▶ [WHAT TO WORK ON]:
Once you have read the listing below, output it again exactly.

※ ※ ※

//! Fetch sources supplying raw listing documents
//!
//! This module provides:
//! - The [`ListingSource`] seam the pipeline reads listings through
//! - An HTTP source for the published listing sites
//! - A file source for listings saved to disk

use crate::Result;
use anyhow::Context;
use async_trait::async_trait;
use reqwest::Client;
use std::path::{Path, PathBuf};
use std::time::Duration;
use tracing::debug;

/// Listing published in the reference deployment
pub const DEFAULT_LISTING_URL: &str = "https://free-proxy-list.net";

/// Default timeout for HTTP requests in seconds
const DEFAULT_TIMEOUT_SECS: u64 = 30;

/// Default user agent for HTTP requests
const DEFAULT_USER_AGENT: &str = "Mozilla/5.0 (Windows NT 10.0; Win64; x64) AppleWebKit/537.36 (KHTML, like Gecko) Chrome/91.0.4472.124 Safari/537.36";

/// Something that can hand over the raw bytes of a listing document
#[async_trait]
pub trait ListingSource: Send + Sync {
    /// Human readable name used in logs
    fn name(&self) -> &str;

    /// Retrieve the whole document
    async fn fetch(&self) -> Result<Vec<u8>>;
}

/// Configuration for HTTP listing sources
#[derive(Debug, Clone)]
pub struct FetcherConfig {
    /// Timeout for HTTP requests
    pub timeout: Duration,
    /// User agent for HTTP requests
    pub user_agent: String,
}

impl Default for FetcherConfig {
    fn default() -> Self {
        Self {
            timeout: Duration::from_secs(DEFAULT_TIMEOUT_SECS),
            user_agent: DEFAULT_USER_AGENT.to_string(),
        }
    }
}

impl FetcherConfig {
    pub fn new() -> Self {
        Self::default()
    }

    pub fn with_timeout(mut self, timeout: Duration) -> Self {
        self.timeout = timeout;
        self
    }

    pub fn with_user_agent(mut self, user_agent: String) -> Self {
        self.user_agent = user_agent;
        self
    }
}

/// A site publishing a proxy table in the free-proxy-list layout
#[derive(Debug, Clone, PartialEq, Eq)]
pub struct ListingSite {
    pub name: String,
    pub url: String,
}

impl ListingSite {
    pub fn new(name: &str, url: &str) -> Self {
        Self {
            name: name.to_string(),
            url: url.to_string(),
        }
    }
}

/// Sites sharing the `#list` table layout
pub fn known_sites() -> Vec<ListingSite> {
    vec![
        ListingSite::new("free-proxy-list.net", DEFAULT_LISTING_URL),
        ListingSite::new("sslproxies", "https://www.sslproxies.org/"),
        ListingSite::new("us-proxy.org", "https://www.us-proxy.org/"),
        ListingSite::new("socks-proxy.net", "https://www.socks-proxy.net/"),
    ]
}

/// Listing fetched over HTTP(S)
#[derive(Debug, Clone)]
pub struct HttpSource {
    name: String,
    url: String,
    client: Client,
}

impl HttpSource {
    /// Create a source for `url` with default configuration
    pub fn new(url: &str) -> Result<Self> {
        Self::with_config(url, FetcherConfig::default())
    }

    /// Create a source for `url` with custom configuration
    pub fn with_config(url: &str, config: FetcherConfig) -> Result<Self> {
        let client = Client::builder()
            .timeout(config.timeout)
            .user_agent(&config.user_agent)
            .build()?;

        Ok(Self {
            name: url.to_string(),
            url: url.to_string(),
            client,
        })
    }

    /// Create a source for a known listing site
    pub fn for_site(site: &ListingSite, config: FetcherConfig) -> Result<Self> {
        let mut source = Self::with_config(&site.url, config)?;
        source.name = site.name.clone();
        Ok(source)
    }

    pub fn url(&self) -> &str {
        &self.url
    }
}

#[async_trait]
impl ListingSource for HttpSource {
    fn name(&self) -> &str {
        &self.name
    }

    async fn fetch(&self) -> Result<Vec<u8>> {
        debug!(url = %self.url, "Fetching proxy listing");
        let response = self
            .client
            .get(&self.url)
            .send()
            .await?
            .error_for_status()?;
        let body = response.bytes().await?;
        Ok(body.to_vec())
    }
}

/// Listing page saved on disk
#[derive(Debug, Clone)]
pub struct FileSource {
    name: String,
    path: PathBuf,
}

impl FileSource {
    pub fn new<P: AsRef<Path>>(path: P) -> Self {
        let path = path.as_ref().to_path_buf();
        Self {
            name: path.display().to_string(),
            path,
        }
    }
}

#[async_trait]
impl ListingSource for FileSource {
    fn name(&self) -> &str {
        &self.name
    }

    async fn fetch(&self) -> Result<Vec<u8>> {
        tokio::fs::read(&self.path)
            .await
            .with_context(|| format!("Failed to read listing from {:?}", self.path))
    }
}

※ ※ ※

▶ [ANSWER SECTION]:
//! Fetch sources supplying raw listing documents
//!
//! This module provides:
//! - The [`ListingSource`] seam the pipeline reads listings through
//! - An HTTP source for the published listing sites
//! - A file source for listings saved to disk

use crate::Result;
use anyhow::Context;
use async_trait::async_trait;
use reqwest::Client;
use std::path::{Path, PathBuf};
use std::time::Duration;
use tracing::debug;

/// Listing published in the reference deployment
pub const DEFAULT_LISTING_URL: &str = "https://free-proxy-list.net";

/// Default timeout for HTTP requests in seconds
const DEFAULT_TIMEOUT_SECS: u64 = 30;

/// Default user agent for HTTP requests
const DEFAULT_USER_AGENT: &str = "Mozilla/5.0 (Windows NT 10.0; Win64; x64) AppleWebKit/537.36 (KHTML, like Gecko) Chrome/91.0.4472.124 Safari/537.36";

/// Something that can hand over the raw bytes of a listing document
#[async_trait]
pub trait ListingSource: Send + Sync {
    /// Human readable name used in logs
    fn name(&self) -> &str;

    /// Retrieve the whole document
    async fn fetch(&self) -> Result<Vec<u8>>;
}

/// Configuration for HTTP listing sources
#[derive(Debug, Clone)]
pub struct FetcherConfig {
    /// Timeout for HTTP requests
    pub timeout: Duration,
    /// User agent for HTTP requests
    pub user_agent: String,
}

impl Default for FetcherConfig {
    fn default() -> Self {
        Self {
            timeout: Duration::from_secs(DEFAULT_TIMEOUT_SECS),
            user_agent: DEFAULT_USER_AGENT.to_string(),
        }
    }
}

impl FetcherConfig {
    pub fn new() -> Self {
        Self::default()
    }

    pub fn with_timeout(mut self, timeout: Duration) -> Self {
        self.timeout = timeout;
        self
    }

    pub fn with_user_agent(mut self, user_agent: String) -> Self {
        self.user_agent = user_agent;
        self
    }
}

/// A site publishing a proxy table in the free-proxy-list layout
#[derive(Debug, Clone, PartialEq, Eq)]
pub struct ListingSite {
    pub name: String,
    pub url: String,
}

impl ListingSite {
    pub fn new(name: &str, url: &str) -> Self {
        Self {
            name: name.to_string(),
            url: url.to_string(),
        }
    }
}

/// Sites sharing the `#list` table layout
pub fn known_sites() -> Vec<ListingSite> {
    vec![
        ListingSite::new("free-proxy-list.net", DEFAULT_LISTING_URL),
        ListingSite::new("sslproxies", "https://www.sslproxies.org/"),
        ListingSite::new("us-proxy.org", "https://www.us-proxy.org/"),
        ListingSite::new("socks-proxy.net", "https://www.socks-proxy.net/"),
    ]
}

/// Listing fetched over HTTP(S)
#[derive(Debug, Clone)]
pub struct HttpSource {
    name: String,
    url: String,
    client: Client,
}

impl HttpSource {
    /// Create a source for `url` with default configuration
    pub fn new(url: &str) -> Result<Self> {
        Self::with_config(url, FetcherConfig::default())
    }

    /// Create a source for `url` with custom configuration
    pub fn with_config(url: &str, config: FetcherConfig) -> Result<Self> {
        let client = Client::builder()
            .timeout(config.timeout)
            .user_agent(&config.user_agent)
            .build()?;

        Ok(Self {
            name: url.to_string(),
            url: url.to_string(),
            client,
        })
    }

    /// Create a source for a known listing site
    pub fn for_site(site: &ListingSite, config: FetcherConfig) -> Result<Self> {
        let mut source = Self::with_config(&site.url, config)?;
        source.name = site.name.clone();
        Ok(source)
    }

    pub fn url(&self) -> &str {
        &self.url
    }
}

#[async_trait]
impl ListingSource for HttpSource {
    fn name(&self) -> &str {
        &self.name
    }

    async fn fetch(&self) -> Result<Vec<u8>> {
        debug!(url = %self.url, "Fetching proxy listing");
        let response = self
            .client
            .get(&self.url)
            .send()
            .await?
            .error_for_status()?;
        let body = response.bytes().await?;
        Ok(body.to_vec())
    }
}

/// Listing page saved on disk
#[derive(Debug, Clone)]
pub struct FileSource {
    name: String,
    path: PathBuf,
}

impl FileSource {
    pub fn new<P: AsRef<Path>>(path: P) -> Self {
        let path = path.as_ref().to_path_buf();
        Self {
            name: path.display().to_string(),
            path,
        }
    }
}

#[async_trait]
impl ListingSource for FileSource {
    fn name(&self) -> &str {
        &self.name
    }

    async fn fetch(&self) -> Result<Vec<u8>> {
        tokio::fs::read(&self.path)
            .await
            .with_context(|| format!("Failed to read listing from {:?}", self.path))
    }
}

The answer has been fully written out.